Personalmente, aunque fui partícipe de la duda, siempre creí que se trataba más de cuestión de juventud que de falta de carácter y es que alguien que siendo un jovencito es capaz de hacer cambiar de opinión a Messina, no puede ser que de natural se arrugue. De hecho, a mi humilde modo de ver este año Nikola, un perfeccionista que no se autojustifica ni duda en inculparse cuando no ha jugado bien, realmente ha dado un paso adelante en ese sentido. Se demostró en la Copa del Rey, donde cuando más quemaba el balón se echó el equipo a la espalda propiciando que, cuando en violento escorzo el Chacho dio la bola a Llull, lo que este hiciera con ella pudiera tener una influencia en el resultado final. E incluso en Milán, donde es cierto que, tras salirse en el espejismo semifinal, fue ahogado por Blu en un remedo de aquel partido del Mundobasket ‘86 en el que Muggsy Bogues amargó la vida a Amadeus, pero con una diferencia fundamental respecto a Londres ‘13: el jugador estuvo desacertado y, consiguiendo solo tiros libres, nuca llegó a ser desequilibrante, pero no desapareció. Y lo mismo podemos decir de la final contra el Barça, donde sobre todo en el cuarto partido, con desesperación y rabia, intentó y casi logró, por encima de la falta de éxito, ser partícipe de la remontada.
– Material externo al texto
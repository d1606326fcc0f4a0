use super::error::FilterError;
use super::types::{FilterOrderInfo, SortDirection};
use crate::database::entity::Table;

pub struct FilterOrder;

impl FilterOrder {
    /// Pair order fields with directions. Unknown fields are skipped.
    pub fn from_pairs<F, D>(table: Table, fields: &[F], types: &[D]) -> Result<Vec<FilterOrderInfo>, FilterError>
    where
        F: AsRef<str>,
        D: AsRef<str>,
    {
        if fields.len() != types.len() {
            return Err(FilterError::OrderLengthMismatch {
                fields: fields.len(),
                types: types.len(),
            });
        }

        let mut out = Vec::with_capacity(fields.len());
        for (field, sort) in fields.iter().zip(types) {
            let field = field.as_ref().trim();
            if table.filterable_column(field).is_none() {
                tracing::warn!("Skipping order by unknown column '{}' on {}", field, table.name);
                continue;
            }
            out.push(FilterOrderInfo {
                column: field.to_string(),
                sort: SortDirection::parse(sort.as_ref()),
            });
        }
        Ok(out)
    }

    /// Parse `"created_at desc, title"` style order strings
    pub fn parse_order_string(table: Table, s: &str) -> Result<Vec<FilterOrderInfo>, FilterError> {
        let mut fields = vec![];
        let mut types = vec![];
        for part in s.split(',') {
            let mut it = part.split_whitespace();
            if let Some(col) = it.next() {
                fields.push(col);
                types.push(it.next().unwrap_or("asc"));
            }
        }
        Self::from_pairs(table, &fields[..], &types[..])
    }

    /// End the order on a unique column so LIMIT/OFFSET slices are stable across pages
    pub fn with_tiebreaker(mut infos: Vec<FilterOrderInfo>) -> Vec<FilterOrderInfo> {
        let unique = infos.iter().any(|i| i.column == "id" || i.column == "uu_id");
        if !unique {
            infos.push(FilterOrderInfo {
                column: "id".to_string(),
                sort: SortDirection::Asc,
            });
        }
        infos
    }

    pub fn generate(infos: &[FilterOrderInfo]) -> String {
        if infos.is_empty() {
            return String::new();
        }
        let parts: Vec<String> = infos
            .iter()
            .map(|i| format!("\"{}\" {}", i.column, i.sort.to_sql()))
            .collect();
        format!("ORDER BY {}", parts.join(", "))
    }
}

#[cfg(test)]
mod tests {
    use super::*;
    use crate::database::entity::{Column, SqlType};

    const COLUMNS: &[Column] = &[
        Column::new("title", SqlType::Text),
        Column::secret("digest", SqlType::Text),
    ];

    fn table() -> Table {
        Table { name: "notes", columns: COLUMNS }
    }

    #[test]
    fn pairs_fields_with_directions() {
        let infos = FilterOrder::from_pairs(table(), &["title", "created_at"], &["desc", "ASC"]).unwrap();
        assert_eq!(FilterOrder::generate(&infos), "ORDER BY \"title\" DESC, \"created_at\" ASC");
    }

    #[test]
    fn length_mismatch_is_an_error() {
        let err = FilterOrder::from_pairs(table(), &["title", "id"], &["asc"]).unwrap_err();
        assert!(matches!(err, FilterError::OrderLengthMismatch { fields: 2, types: 1 }));
    }

    #[test]
    fn unknown_fields_are_dropped() {
        let infos = FilterOrder::from_pairs(table(), &["nope", "id"], &["asc", "d"]).unwrap();
        assert_eq!(infos.len(), 1);
        assert_eq!(infos[0].sort, SortDirection::Desc);
    }

    #[test]
    fn secret_columns_are_not_sortable() {
        let infos = FilterOrder::from_pairs(table(), &["digest", "title"], &["asc", "asc"]).unwrap();
        assert_eq!(FilterOrder::generate(&infos), "ORDER BY \"title\" ASC");
    }

    #[test]
    fn tiebreaker_is_appended_unless_order_is_unique() {
        let infos = FilterOrder::from_pairs(table(), &["title"], &["desc"]).unwrap();
        let infos = FilterOrder::with_tiebreaker(infos);
        assert_eq!(FilterOrder::generate(&infos), "ORDER BY \"title\" DESC, \"id\" ASC");

        let infos = FilterOrder::from_pairs(table(), &["nope"], &["asc"]).unwrap();
        assert_eq!(FilterOrder::generate(&FilterOrder::with_tiebreaker(infos)), "ORDER BY \"id\" ASC");

        let infos = FilterOrder::from_pairs(table(), &["uu_id"], &["desc"]).unwrap();
        assert_eq!(FilterOrder::with_tiebreaker(infos).len(), 1);
    }

    #[test]
    fn order_string() {
        let infos = FilterOrder::parse_order_string(table(), "updated_at desc, title").unwrap();
        assert_eq!(FilterOrder::generate(&infos), "ORDER BY \"updated_at\" DESC, \"title\" ASC");
        assert_eq!(FilterOrder::generate(&[]), "");
    }
}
Mi impresión es que Nikola ha sido víctima de su propia ambición, de ese inconformismo que le hace ser consciente de las críticas y machacarse en verano, obsesionado con ser cada vez mejor, quizá en detrimento de una buena planificación de sus picos de forma. Además de posibles problemas de relación interna del equipo, el problema fundamental de Mirotic, el que desató la rabia que acabó con la manga de neopreno golpeando a la mesa del Palacio y una silla pateada, puede haber sido la impotencia de ver que, después de unos meses fulgurantes donde su velocidad de arrancada había sufrido una gran aceleración respecto a lo que conocíamos, llegó físicamente fundido al tramo final de la misma, que el antaño efectivo semigancho tras arrancada desde línea de fondo ganando el centro de la zona, incluso defendido por Lorbek, terminaba una y otra vez golpeando el aro en vez de en la red.
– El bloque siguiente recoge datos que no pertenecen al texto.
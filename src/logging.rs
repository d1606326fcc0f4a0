use tracing_subscriber::{fmt, EnvFilter};

/// Used when `RUST_LOG` is unset or unparsable
pub const DEFAULT_FILTER: &str = "notes_api=info";

/// Install the global subscriber. Events go to stderr so stdout stays clean for command output.
/// Calling it twice is harmless.
pub fn init_tracing() {
    let filter = EnvFilter::try_from_default_env().unwrap_or_else(|_| EnvFilter::new(DEFAULT_FILTER));
    let _ = fmt()
        .with_env_filter(filter)
        .with_writer(std::io::stderr)
        .try_init();
}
Sea cual sea la causa lo cierto es que la mala hierba, una vez sembrada, es difícil de arrancar, y el tremendo desencanto que ha supuesto el batacazo de la Final Four de Milán con su epílogo ACB, unido a la pésima gestión por todas las partes involucradas de las comunicaciones y silencios en relación con el pinchazo del globo blanco, no han hecho más que propiciar su crecimiento hasta el punto que, de forma un tanto injusta, un sector de la grada haya señalado a Mirotic como principal culpable de la derrota, incluso insinuando que su bajo rendimiento se debía a que tenía la mente puesta en Illinois.
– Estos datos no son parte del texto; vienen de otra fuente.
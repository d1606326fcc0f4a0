use clap::Args;
use serde::Serialize;
use serde_json::{json, Map, Value};

use crate::cli::OutputFormat;
use crate::database::{ListOptions, Page};
use crate::error::AppError;

/// Paging flags shared by the list commands
#[derive(Args, Debug, Clone, Default)]
pub struct ListArgs {
    #[arg(long, help = "Page number (starts at 1)")]
    pub page: Option<u32>,

    #[arg(long, help = "Page size")]
    pub size: Option<u32>,

    #[arg(long = "order-field", value_delimiter = ',', help = "Columns to order by, comma separated")]
    pub order_field: Vec<String>,

    #[arg(long = "order-type", value_delimiter = ',', help = "asc/desc per order column, comma separated")]
    pub order_type: Vec<String>,

    #[arg(long = "query", help = "Filter as column[__op]=value, repeatable")]
    pub query: Vec<String>,
}

impl ListArgs {
    pub fn into_list_options(self) -> anyhow::Result<ListOptions> {
        let query = parse_query_pairs(&self.query)?;
        Ok(ListOptions {
            page: self.page,
            size: self.size,
            order_field: Some(self.order_field).filter(|f| !f.is_empty()),
            order_type: Some(self.order_type).filter(|t| !t.is_empty()),
            query: Some(query).filter(|q| !q.is_empty()),
        })
    }
}

/// Parse `key=value` pairs. Values that read as JSON (numbers, booleans, arrays, null) keep that type.
pub fn parse_query_pairs(pairs: &[String]) -> anyhow::Result<Map<String, Value>> {
    let mut query = Map::new();
    for pair in pairs {
        let (key, raw) = pair
            .split_once('=')
            .ok_or_else(|| AppError::invalid_input(format!("Expected key=value, got '{}'", pair)))?;
        let key = key.trim();
        if key.is_empty() {
            return Err(AppError::invalid_input(format!("Missing key in '{}'", pair)).into());
        }
        let value = serde_json::from_str::<Value>(raw)
            .ok()
            .filter(|v| !v.is_object() && !v.is_string())
            .unwrap_or_else(|| Value::String(raw.to_string()));
        query.insert(key.to_string(), value);
    }
    Ok(query)
}

/// Output a success message in the appropriate format
pub fn output_success(output_format: &OutputFormat, message: &str, data: Option<Value>) -> anyhow::Result<()> {
    match output_format {
        OutputFormat::Json => {
            let mut response = json!({
                "success": true,
                "message": message
            });

            if let (Some(Value::Object(extra)), Value::Object(body)) = (data, &mut response) {
                body.extend(extra);
            }

            println!("{}", serde_json::to_string_pretty(&response)?);
        }
        OutputFormat::Text => {
            println!("✓ {}", message);
        }
    }
    Ok(())
}

/// Output a single record: pretty JSON, or one `key: value` line per field
pub fn output_record<T: Serialize>(output_format: &OutputFormat, record: &T) -> anyhow::Result<()> {
    let value = serde_json::to_value(record)?;
    match output_format {
        OutputFormat::Json => println!("{}", serde_json::to_string_pretty(&value)?),
        OutputFormat::Text => {
            if let Value::Object(fields) = &value {
                for (key, field) in fields {
                    println!("{:<16} {}", format!("{}:", key), display_value(field));
                }
            } else {
                println!("{}", display_value(&value));
            }
        }
    }
    Ok(())
}

/// Output a page of records. `row` renders one text line per record.
pub fn output_page<T, F>(output_format: &OutputFormat, header: &str, page: &Page<T>, row: F) -> anyhow::Result<()>
where
    T: Serialize,
    F: Fn(&T) -> String,
{
    match output_format {
        OutputFormat::Json => println!("{}", serde_json::to_string_pretty(page)?),
        OutputFormat::Text => {
            if page.data.is_empty() {
                println!("No records found");
            } else {
                println!("{}", header);
                println!("{}", "-".repeat(header.len().max(40)));
                for record in &page.data {
                    println!("{}", row(record));
                }
            }
            let p = &page.pagination;
            println!(
                "\nPage {}/{} ({} on page, {} matching, {} total)",
                p.page,
                p.total_pages.max(1),
                p.page_count,
                p.total_count,
                p.all_count
            );
        }
    }
    Ok(())
}

/// Output a plain list of records
pub fn output_list<T, F>(output_format: &OutputFormat, collection_name: &str, items: &[T], row: F) -> anyhow::Result<()>
where
    T: Serialize,
    F: Fn(&T) -> String,
{
    match output_format {
        OutputFormat::Json => {
            println!("{}", serde_json::to_string_pretty(&json!({ collection_name: items }))?);
        }
        OutputFormat::Text => {
            if items.is_empty() {
                println!("No {} found", collection_name);
            }
            for item in items {
                println!("{}", row(item));
            }
        }
    }
    Ok(())
}

/// Report a failed command. Service errors keep their code in JSON mode.
pub fn output_failure(output_format: &OutputFormat, err: &anyhow::Error) {
    match output_format {
        OutputFormat::Json => {
            let body = match err.downcast_ref::<AppError>() {
                Some(app_err) => app_err.to_json(),
                None => AppError::internal(err.to_string()).to_json(),
            };
            println!("{}", serde_json::to_string_pretty(&body).unwrap_or_else(|_| body.to_string()));
        }
        OutputFormat::Text => match std::env::var("CLI_VERBOSE").as_deref() {
            Ok("true") | Ok("1") => eprintln!("Error: {err:?}"),
            _ => eprintln!("Error: {err}"),
        },
    }
}

fn display_value(value: &Value) -> String {
    match value {
        Value::Null => "-".to_string(),
        Value::String(s) => s.clone(),
        other => other.to_string(),
    }
}

#[cfg(test)]
mod tests {
    use super::*;

    #[test]
    fn query_pairs_keep_json_scalars() {
        let pairs = vec![
            "title__icontains=milk".to_string(),
            "id__in=[1,2]".to_string(),
            "active=true".to_string(),
            "ref_id=null".to_string(),
            "content=a=b".to_string(),
        ];
        let query = parse_query_pairs(&pairs).unwrap();
        assert_eq!(query["title__icontains"], json!("milk"));
        assert_eq!(query["id__in"], json!([1, 2]));
        assert_eq!(query["active"], json!(true));
        assert_eq!(query["ref_id"], Value::Null);
        assert_eq!(query["content"], json!("a=b"));
    }

    #[test]
    fn malformed_pairs_are_invalid_input() {
        let err = parse_query_pairs(&["title".to_string()]).unwrap_err();
        assert_eq!(err.downcast_ref::<AppError>().map(|e| e.error_code()), Some("INVALID_INPUT"));
        assert!(parse_query_pairs(&["=x".to_string()]).is_err());
    }

    #[test]
    fn list_args_drop_empty_parts() {
        let options = ListArgs { page: Some(2), ..Default::default() }.into_list_options().unwrap();
        assert_eq!(options.page, Some(2));
        assert!(options.order_field.is_none());
        assert!(options.query.is_none());
    }
}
Ese clima y esas dudas, la frustración y la inexplicable falta de actitud de una institución a la que el señorío no se le cae de la boca pero no le llega a las manos, han hecho que la marcha de Nikola Mirotic para vestir el 44 de los Bulls se haya vivido con un sentimiento agridulce, de decisión precipitada, capítulo cerrado en falso y de asignatura pendiente, en vez de como una evolución natural del que estaba llamado a ser rey de Europa. El hombre que pudo reinar se nos va a la NBA donde, estoy seguro, triunfará y hará valer su ansia de ser mejor. Aquí, por lo menos algunos, nos quedamos esperándole hasta que venga a reclamar su corona.